Agents tend to work in specific areas and typically need to know just one or two sets of ordinances, according to Lorrie Mowat, communications director for SDAR.

"Of course, Realtors who cross a lot of jurisdictional boundaries have a lot to keep track of, which could be why we got a really good response when we started posting this stuff," she said.

According to Patti Phillips, a Realtor with Prudential California Realty in North County, gated communities tend to be more restrictive than other areas.

Also, Rancho Santa Fe bans the posts and the signs.

"You can never get drive-by traffic," she said. "It makes it difficult to do an open house. The only thing they'll let you put out is a flag at the end of the driveway -- just during an open house."

Phillips learned the hard way.

When she started her residential real estate career five years ago, she put up two or three open-house signs.

The signs disappeared. When Phillips went to the home owner's association to ask for her signs back, she was told that patrol staff probably pulled them out of the ground and disposed of them.

That had to happen only once to Phillips, who said the signs cost her $28 apiece.

In most of Oceanside, agents are allowed to install up to two on-premise for-sale signs. There is a 6-square-foot and 5-foot height maximum.
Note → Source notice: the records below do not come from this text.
//! Decision policy engine.
//!
//! A small rule engine: an ordered list of (predicate, outcome) pairs
//! evaluated top-down, first match wins. Rule order and precedence are
//! independently testable; the hard-safety override always sits first and
//! ignores the score entirely. Pure function, no hidden state.

use crate::config::ThresholdConfig;
use crate::domain::{Decision, DecisionLabel, StageReport, TrustScore};
use crate::error::GateResult;

/// Everything a rule may branch on.
#[derive(Debug, Clone, Copy)]
pub struct DecisionContext {
    pub score: f64,
    pub input_blocked: bool,
    pub output_blocked: bool,
    /// Whether any evidence exists for the response.
    pub has_evidence: bool,
}

/// One policy rule. `applies` gates the rule; `outcome` produces the label
/// and message key once it fires.
struct PolicyRule {
    name: &'static str,
    applies: fn(&DecisionContext, &ThresholdConfig) -> bool,
    outcome: fn(&DecisionContext) -> (DecisionLabel, Option<&'static str>),
}

/// The ordered rule table. First match wins; the final rule is a catch-all,
/// so evaluation is total.
const RULES: &[PolicyRule] = &[
    PolicyRule {
        name: "hard_safety_override",
        applies: |ctx, _| ctx.input_blocked || ctx.output_blocked,
        outcome: |_| (DecisionLabel::Block, Some("blocked_unsafe")),
    },
    PolicyRule {
        name: "high_confidence",
        applies: |ctx, t| ctx.score >= t.high_confidence,
        outcome: |_| (DecisionLabel::Accept, None),
    },
    PolicyRule {
        name: "medium_confidence",
        applies: |ctx, t| ctx.score >= t.medium_confidence,
        outcome: |ctx| {
            if ctx.has_evidence {
                (DecisionLabel::CitationsOnly, Some("citations_required"))
            } else {
                (DecisionLabel::Clarify, Some("needs_clarification"))
            }
        },
    },
    PolicyRule {
        name: "low_confidence",
        applies: |ctx, t| ctx.score >= t.low_confidence,
        outcome: |_| (DecisionLabel::Clarify, Some("needs_clarification")),
    },
    PolicyRule {
        name: "insufficient_trust",
        applies: |_, _| true,
        outcome: |_| (DecisionLabel::Block, Some("blocked_low_trust")),
    },
];

/// Maps (trust score, stage reports) to a terminal decision.
pub struct DecisionPolicy {
    thresholds: ThresholdConfig,
}

impl DecisionPolicy {
    /// Thresholds are re-validated here so the engine cannot exist in an
    /// inconsistent state even when constructed outside config loading.
    pub fn new(thresholds: ThresholdConfig) -> GateResult<Self> {
        thresholds.validate()?;
        Ok(Self { thresholds })
    }

    /// Decide from the full pipeline artifacts.
    pub fn decide(
        &self,
        score: &TrustScore,
        input_report: &StageReport,
        output_report: &StageReport,
        has_evidence: bool,
    ) -> Decision {
        self.decide_context(&DecisionContext {
            score: score.value,
            input_blocked: input_report.blocked,
            output_blocked: output_report.blocked,
            has_evidence,
        })
    }

    /// Core rule evaluation, exposed for property tests.
    pub fn decide_context(&self, ctx: &DecisionContext) -> Decision {
        for rule in RULES {
            if (rule.applies)(ctx, &self.thresholds) {
                let (label, message_key) = (rule.outcome)(ctx);
                tracing::debug!(
                    rule = rule.name,
                    label = %label,
                    score = ctx.score,
                    "Policy rule fired"
                );
                return Decision::new(label, rule.name, message_key);
            }
        }
        // The catch-all rule makes this unreachable.
        unreachable!("policy rule table has no catch-all")
    }
}

#[cfg(test)]
mod tests {
    use super::*;
    use crate::error::GateError;

    fn thresholds() -> ThresholdConfig {
        ThresholdConfig {
            low_confidence: 0.40,
            medium_confidence: 0.55,
            high_confidence: 0.75,
        }
    }

    fn policy() -> DecisionPolicy {
        DecisionPolicy::new(thresholds()).unwrap()
    }

    fn ctx(score: f64, has_evidence: bool) -> DecisionContext {
        DecisionContext {
            score,
            input_blocked: false,
            output_blocked: false,
            has_evidence,
        }
    }

    #[test]
    fn test_invalid_thresholds_rejected_at_construction() {
        let bad = ThresholdConfig {
            low_confidence: 0.8,
            medium_confidence: 0.5,
            high_confidence: 0.9,
        };
        assert!(matches!(
            DecisionPolicy::new(bad),
            Err(GateError::Config(_))
        ));
    }

    #[test]
    fn test_high_score_accepts() {
        let decision = policy().decide_context(&ctx(0.80, true));
        assert_eq!(decision.label, DecisionLabel::Accept);
        assert_eq!(decision.rule, "high_confidence");
    }

    #[test]
    fn test_medium_score_with_evidence_is_citations_only() {
        let decision = policy().decide_context(&ctx(0.60, true));
        assert_eq!(decision.label, DecisionLabel::CitationsOnly);
        assert_eq!(decision.rule, "medium_confidence");
    }

    #[test]
    fn test_medium_score_without_evidence_is_clarify() {
        let decision = policy().decide_context(&ctx(0.60, false));
        assert_eq!(decision.label, DecisionLabel::Clarify);
    }

    #[test]
    fn test_low_score_is_clarify() {
        let decision = policy().decide_context(&ctx(0.45, true));
        assert_eq!(decision.label, DecisionLabel::Clarify);
        assert_eq!(decision.rule, "low_confidence");
    }

    #[test]
    fn test_very_low_score_is_block() {
        let decision = policy().decide_context(&ctx(0.30, true));
        assert_eq!(decision.label, DecisionLabel::Block);
        assert_eq!(decision.rule, "insufficient_trust");
    }

    #[test]
    fn test_block_flag_overrides_any_score() {
        for score in [0.0, 0.5, 0.99, 1.0] {
            let decision = policy().decide_context(&DecisionContext {
                score,
                input_blocked: true,
                output_blocked: false,
                has_evidence: true,
            });
            assert_eq!(decision.label, DecisionLabel::Block);
            assert_eq!(decision.rule, "hard_safety_override");
        }
    }

    #[test]
    fn test_output_block_also_overrides() {
        let decision = policy().decide_context(&DecisionContext {
            score: 0.95,
            input_blocked: false,
            output_blocked: true,
            has_evidence: true,
        });
        assert_eq!(decision.label, DecisionLabel::Block);
    }

    #[test]
    fn test_exact_threshold_values_are_inclusive() {
        assert_eq!(
            policy().decide_context(&ctx(0.75, true)).label,
            DecisionLabel::Accept
        );
        assert_eq!(
            policy().decide_context(&ctx(0.55, true)).label,
            DecisionLabel::CitationsOnly
        );
        assert_eq!(
            policy().decide_context(&ctx(0.40, true)).label,
            DecisionLabel::Clarify
        );
    }

    #[test]
    fn test_deterministic_and_total_over_score_grid() {
        let policy = policy();
        for i in 0..=100 {
            let score = i as f64 / 100.0;
            let first = policy.decide_context(&ctx(score, true));
            let second = policy.decide_context(&ctx(score, true));
            assert_eq!(first, second);
        }
    }

    #[test]
    fn test_monotonic_confidence_tiers() {
        // With blocked=false fixed, a higher score never yields a lower tier.
        let policy = policy();
        for has_evidence in [false, true] {
            let mut last_tier = 0;
            for i in 0..=1000 {
                let score = i as f64 / 1000.0;
                let tier = policy.decide_context(&ctx(score, has_evidence)).label.tier();
                assert!(
                    tier >= last_tier,
                    "tier regressed at score {} (evidence={})",
                    score,
                    has_evidence
                );
                last_tier = tier;
            }
        }
    }

    #[test]
    fn test_equal_thresholds_are_valid() {
        let policy = DecisionPolicy::new(ThresholdConfig {
            low_confidence: 0.5,
            medium_confidence: 0.5,
            high_confidence: 0.5,
        })
        .unwrap();
        // At the shared boundary the highest-precedence rule wins.
        assert_eq!(
            policy.decide_context(&ctx(0.5, true)).label,
            DecisionLabel::Accept
        );
        assert_eq!(
            policy.decide_context(&ctx(0.49, true)).label,
            DecisionLabel::Block
        );
    }
}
Off premise, one sign is permitted from 6 p.m. Friday to 6 p.m. Sunday.

In the coastal city, one roughly 9- by 10-inch sign is permitted in a gated senior neighborhood, according to Phillips. "You have to put it in a very specific spot on the house," she said. "On the left-hand side of the garage. Nailed on. You've got to put a nail in your client's house. You can't put it in a window. You have to buy special signs if you work in that area."
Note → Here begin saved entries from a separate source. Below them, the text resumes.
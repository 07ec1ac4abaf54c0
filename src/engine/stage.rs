//! Stage runner - concurrent execution of one stage's checks.
//!
//! All checks of a stage are independent reads of the same immutable input,
//! so they run concurrently on a JoinSet. The runner waits for all of them or
//! for the stage deadline, whichever comes first, then rebuilds the results
//! in configured order so the report is deterministic regardless of
//! completion order.

use std::collections::HashMap;
use std::sync::Arc;
use std::time::Instant;

use tokio::task::JoinSet;

use crate::domain::{CheckInput, CheckResult, StageKind, StageReport};
use crate::engine::adapter::CheckAdapter;

/// Runs the configured checks for one stage.
pub struct StageRunner {
    stage: StageKind,
    adapters: Vec<Arc<CheckAdapter>>,
    stage_timeout: std::time::Duration,
}

impl StageRunner {
    pub fn new(
        stage: StageKind,
        adapters: Vec<Arc<CheckAdapter>>,
        stage_timeout: std::time::Duration,
    ) -> Self {
        Self {
            stage,
            adapters,
            stage_timeout,
        }
    }

    pub fn stage(&self) -> StageKind {
        self.stage
    }

    /// Execute all checks and produce the stage report.
    ///
    /// Checks that have not returned when the stage deadline elapses are
    /// recorded as timeouts, regardless of their individual timeout settings.
    /// A short-circuiting failure does not cancel siblings already in flight;
    /// they finish (or hit the deadline) for audit completeness.
    pub async fn run(&self, input: Arc<CheckInput>) -> StageReport {
        let started = Instant::now();
        let deadline = tokio::time::Instant::now() + self.stage_timeout;

        let mut join_set = JoinSet::new();
        let mut task_index = HashMap::new();

        for (idx, adapter) in self.adapters.iter().enumerate() {
            let adapter = Arc::clone(adapter);
            let input = Arc::clone(&input);
            let handle = join_set.spawn(async move { (idx, adapter.run(&input).await) });
            task_index.insert(handle.id(), idx);
        }

        let mut slots: Vec<Option<CheckResult>> = vec![None; self.adapters.len()];

        loop {
            match tokio::time::timeout_at(deadline, join_set.join_next_with_id()).await {
                Ok(Some(Ok((_, (idx, result))))) => {
                    slots[idx] = Some(result);
                }
                Ok(Some(Err(join_err))) => {
                    // A check task panicked; degrade it to an error result.
                    if let Some(&idx) = task_index.get(&join_err.id()) {
                        tracing::error!(
                            stage = %self.stage,
                            check_id = %self.adapters[idx].id(),
                            error = %join_err,
                            "Check task failed"
                        );
                        slots[idx] = Some(self.adapters[idx].panic_result());
                    }
                }
                Ok(None) => break,
                Err(_) => {
                    tracing::warn!(
                        stage = %self.stage,
                        outstanding = join_set.len(),
                        "Stage deadline elapsed with checks outstanding"
                    );
                    join_set.abort_all();
                    break;
                }
            }
        }

        // Checks cut off by the stage deadline record the wall time actually
        // spent, not their own configured timeout.
        let cutoff_elapsed = started.elapsed();
        let results: Vec<CheckResult> = slots
            .into_iter()
            .enumerate()
            .map(|(idx, slot)| {
                slot.unwrap_or_else(|| self.adapters[idx].timeout_result(cutoff_elapsed))
            })
            .collect();

        // Tie-break: the recorded block reason is the first check, by
        // configured order, whose condition holds.
        let block_reason = self
            .adapters
            .iter()
            .zip(results.iter())
            .find(|(adapter, result)| result.triggers_block(adapter.short_circuit()))
            .map(|(adapter, _)| adapter.id().to_string());

        let report = StageReport {
            stage: self.stage,
            blocked: block_reason.is_some(),
            block_reason,
            results,
            stage_elapsed: started.elapsed(),
        };

        tracing::debug!(
            stage = %self.stage,
            blocked = report.blocked,
            checks = report.results.len(),
            elapsed_ms = report.stage_elapsed.as_millis() as u64,
            "Stage complete"
        );

        report
    }
}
On Wednesday, Phillips drove to Carlsbad to inspect a property on Aviara Drive. The custom homes have views of a golf course and the ocean. The sell for $2 million and up, she said. Only one sign is allowed and it has to be bought from the homeowners association. It then has to be painted a certain way.

For most other neighborhoods, Carlsbad's ordinance allows one on-premise for-sale sign. There's a 3-square-foot maximum. Lights, banners and pennants are prohibited.

One off-site sign is allowed but not on a public right-of-way.

In Solana Beach, one on-premise sales sign is allowed. There is a 6-square-foot and 5-foot-height maximum. One open house sign is permitted. A single flag or pennant is allowed for the sign. One 6-square-foot, off-premise directional sign is permitted with the property owner's approval. The sign can't be installed on a public right-of-way.

Norman Vanderbilt, broker and owner of ERA Davies Vanderbilt in Chula Vista, characterized sign regulations as a double-edged sword.

EastLake, a master-planned community in the eastern part of the city, bans signs, he said. The reason behind the ban -- or restrictions -- is aesthetics. At the other end of the spectrum, some areas look terrible because of signs posted everywhere, including on telephone poles. Vanderbilt characterized a jumble of signs as tacky.

"I believe in a balanced sign ordinance, which will allow for a sale sign on the property but has restrictions on size, how many," he said.